◆ YOUR GOAL
The entries below contain a stretch that opens with the line containing "guarantees the key is" and closes with the line containing "deduplication is disabled."; set down that stretch exactly, both ends included, and nothing else.

INFORMATION SUPPLIED START

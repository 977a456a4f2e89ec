//! Deduplication and cache keys.

use std::sync::Arc;
use std::sync::atomic::{AtomicU64, Ordering};

/// Equivalence class used for deduplication: `(resource identifier,
/// processor cache identity)`.
///
/// Two requests produce an equal `LoadKey` iff they target the same
/// resource and carry processors with the same cache identity (or neither
/// carries a processor). When deduplication is disabled, callers should
/// construct a session key with [`LoadKey::fresh_unique`] instead, which
/// never compares equal to any other key — preserving the "one session
/// table, keyed either way" shape described in the design notes.
#[derive(Debug, Clone, PartialEq, Eq, Hash)]
pub struct LoadKey {
    resource_id: Arc<str>,
    processor_identity: Option<Arc<str>>,
    /// `Some` only for non-deduplicated sessions; guarantees the key is
    /// unique regardless of `resource_id`/`processor_identity`.
    disambiguator: Option<u64>,
}

impl LoadKey {
    /// Build the deduplicating key for a resource and optional processor.
    pub fn new(resource_id: impl Into<Arc<str>>, processor_identity: Option<Arc<str>>) -> Self {
        Self {
            resource_id: resource_id.into(),
            processor_identity,
            disambiguator: None,
        }
    }

    /// Build a key guaranteed not to equal any other key, for use when
    /// deduplication is disabled.
    pub fn fresh_unique(resource_id: impl Into<Arc<str>>, processor_identity: Option<Arc<str>>) -> Self {
        static COUNTER: AtomicU64 = AtomicU64::new(1);
        Self {
            resource_id: resource_id.into(),
            processor_identity,
            disambiguator: Some(COUNTER.fetch_add(1, Ordering::Relaxed)),
        }
    }
}

/// Memory-cache lookup key. Structurally identical to [`LoadKey`] in the
/// default configuration, but never carries a dedup disambiguator — two
/// requests for the same resource and processor always share a cache
/// entry, whether or not deduplication of in-flight sessions is enabled.
#[derive(Debug, Clone, PartialEq, Eq, Hash)]
pub struct CacheKey {
    resource_id: Arc<str>,
    processor_identity: Option<Arc<str>>,
}

impl CacheKey {
    /// Build a cache key directly from a resource and optional processor.
    pub fn new(resource_id: impl Into<Arc<str>>, processor_identity: Option<Arc<str>>) -> Self {
        Self {
            resource_id: resource_id.into(),
            processor_identity,
        }
    }
}

#[cfg(test)]
mod tests {
    use super::*;

    #[test]
    fn equal_inputs_produce_equal_load_keys() {
        let a = LoadKey::new("https://x/img.png", Some(Arc::from("resize:100x100")));
        let b = LoadKey::new("https://x/img.png", Some(Arc::from("resize:100x100")));
        assert_eq!(a, b);
    }

    #[test]
    fn different_processor_identity_differs() {
        let a = LoadKey::new("https://x/img.png", Some(Arc::from("resize:100x100")));
        let b = LoadKey::new("https://x/img.png", Some(Arc::from("resize:200x200")));
        assert_ne!(a, b);
    }

    #[test]
    fn fresh_unique_never_collides() {
        let a = LoadKey::fresh_unique("https://x/img.png", None);
        let b = LoadKey::fresh_unique("https://x/img.png", None);
        assert_ne!(a, b);
    }

}
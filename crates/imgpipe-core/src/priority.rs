//! Request/task priority ordering.

/// Priority of a load request, ordered low to high.
///
/// A [`Session`](crate) has no priority of its own — it derives one as the
/// maximum priority across its current subscribers, or [`Priority::Normal`]
/// when it has none.
#[derive(Debug, Clone, Copy, PartialEq, Eq, PartialOrd, Ord, Hash, Default)]
#[repr(u8)]
pub enum Priority {
    /// Lowest priority; used for off-screen or speculative prefetch.
    VeryLow = 0,
    /// Below-normal priority.
    Low = 1,
    /// Default priority for on-screen content.
    #[default]
    Normal = 2,
    /// Above-normal priority, e.g. content entering the viewport.
    High = 3,
    /// Highest priority, e.g. the currently focused item.
    VeryHigh = 4,
}

impl Priority {
    /// The maximum of an iterator of priorities, or [`Priority::Normal`] if empty.
    pub fn max_or_normal(priorities: impl Iterator<Item = Priority>) -> Priority {
        priorities.max().unwrap_or_default()
    }
}

#[cfg(test)]
mod tests {
    use super::*;

    #[test]
    fn ordering_is_low_to_high() {
        assert!(Priority::VeryLow < Priority::Low);
        assert!(Priority::Low < Priority::Normal);
        assert!(Priority::Normal < Priority::High);
        assert!(Priority::High < Priority::VeryHigh);
    }

    #[test]
    fn max_or_normal_empty_is_normal() {
        assert_eq!(Priority::max_or_normal(std::iter::empty()), Priority::Normal);
    }

    #[test]
    fn max_or_normal_picks_highest() {
        let ps = [Priority::Low, Priority::VeryHigh, Priority::Normal];
        assert_eq!(Priority::max_or_normal(ps.into_iter()), Priority::VeryHigh);
    }
}
//! The per-`LoadKey` `Session` and its per-subscriber `TaskRecord`. A
//! `Session` is only ever read or mutated from the serial orchestrator
//! context; nothing here is `Sync`-shared.

use std::collections::HashMap;
use std::sync::Arc;
use std::sync::atomic::AtomicBool;
use std::time::Instant;

use imgpipe_core::{CancellationSource, PipelineResult, Priority, SessionId, SessionMetrics, TaskId, TaskMetrics};

use crate::queue::QueueItemHandle;
use crate::request::Request;
use crate::types::{Image, ProgressUpdate};

/// The sinks one caller supplied for one `load_image` submission.
///
/// `on_progress` and `on_partial_image` may fire any number of times and
/// so must be cheaply clonable into the delivery context; `on_completion`
/// fires exactly once and is moved out when it does.
pub struct TaskSinks {
    /// Invoked with each byte-count update for this task's session.
    pub on_progress: Option<Arc<dyn Fn(ProgressUpdate) + Send + Sync>>,
    /// Invoked with each partial (progressive) image, if any arrive.
    pub on_partial_image: Option<Arc<dyn Fn(Image, Option<u32>) + Send + Sync>>,
    /// Invoked exactly once with the final outcome.
    pub on_completion: Box<dyn FnOnce(PipelineResult<Image>) + Send>,
}

impl Default for TaskSinks {
    fn default() -> Self {
        Self {
            on_progress: None,
            on_partial_image: None,
            on_completion: Box::new(|_| {}),
        }
    }
}

/// One subscriber's bookkeeping inside a [`Session`].
pub(crate) struct TaskRecord {
    pub priority: Priority,
    pub on_progress: Option<Arc<dyn Fn(ProgressUpdate) + Send + Sync>>,
    pub on_partial_image: Option<Arc<dyn Fn(Image, Option<u32>) + Send + Sync>>,
    pub on_completion: Option<Box<dyn FnOnce(PipelineResult<Image>) + Send>>,
    pub metrics: TaskMetrics,
}

impl TaskRecord {
    pub fn new(priority: Priority, sinks: TaskSinks) -> Self {
        Self {
            priority,
            on_progress: sinks.on_progress,
            on_partial_image: sinks.on_partial_image,
            on_completion: Some(sinks.on_completion),
            metrics: TaskMetrics::new(Instant::now()),
        }
    }
}

/// The shared, per-`LoadKey` state one or more subscribed tasks ride along
/// with. Lives only inside `OrchestratorState`'s session table.
pub(crate) struct Session {
    pub id: SessionId,
    /// The request that created this session. A later deduplicated
    /// subscriber's own `Request` is discarded once attached — every
    /// subscriber rides the originating request's cache/processor choice.
    pub request: Request,
    pub subscribers: HashMap<TaskId, TaskRecord>,
    pub cancellation: CancellationSource,
    pub fetch_queue_item: Option<QueueItemHandle>,
    /// Guards against releasing the fetch queue's concurrency slot twice:
    /// once from the data loader's own completion callback, once from a
    /// cancellation firing while the fetch is still in flight.
    pub fetch_release_guard: Arc<AtomicBool>,
    pub final_processing_queue_item: Option<QueueItemHandle>,
    pub decoding_started: bool,
    pub partial_processing_in_flight: bool,
    pub completed: bool,
    pub metrics: SessionMetrics,
}

impl Session {
    pub fn new(id: SessionId, request: Request) -> Self {
        Self {
            id,
            request,
            subscribers: HashMap::new(),
            cancellation: CancellationSource::new(),
            fetch_queue_item: None,
            fetch_release_guard: Arc::new(AtomicBool::new(false)),
            final_processing_queue_item: None,
            decoding_started: false,
            partial_processing_in_flight: false,
            completed: false,
            metrics: SessionMetrics::new(Instant::now()),
        }
    }

    /// The priority this session's fetch/processing work should run at:
    /// the maximum across all still-subscribed tasks.
    pub fn derived_priority(&self) -> Priority {
        Priority::max_or_normal(self.subscribers.values().map(|t| t.priority))
    }
}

INFORMATION SUPPLIED END

◆ RESULT OF THIS TASK
    /// `Some` only for non-deduplicated sessions; guarantees the key is
    /// unique regardless of `resource_id`/`processor_identity`.
    disambiguator: Option<u64>,
}

impl LoadKey {
    /// Build the deduplicating key for a resource and optional processor.
    pub fn new(resource_id: impl Into<Arc<str>>, processor_identity: Option<Arc<str>>) -> Self {
        Self {
            resource_id: resource_id.into(),
            processor_identity,
            disambiguator: None,
        }
    }

    /// Build a key guaranteed not to equal any other key, for use when
    /// deduplication is disabled.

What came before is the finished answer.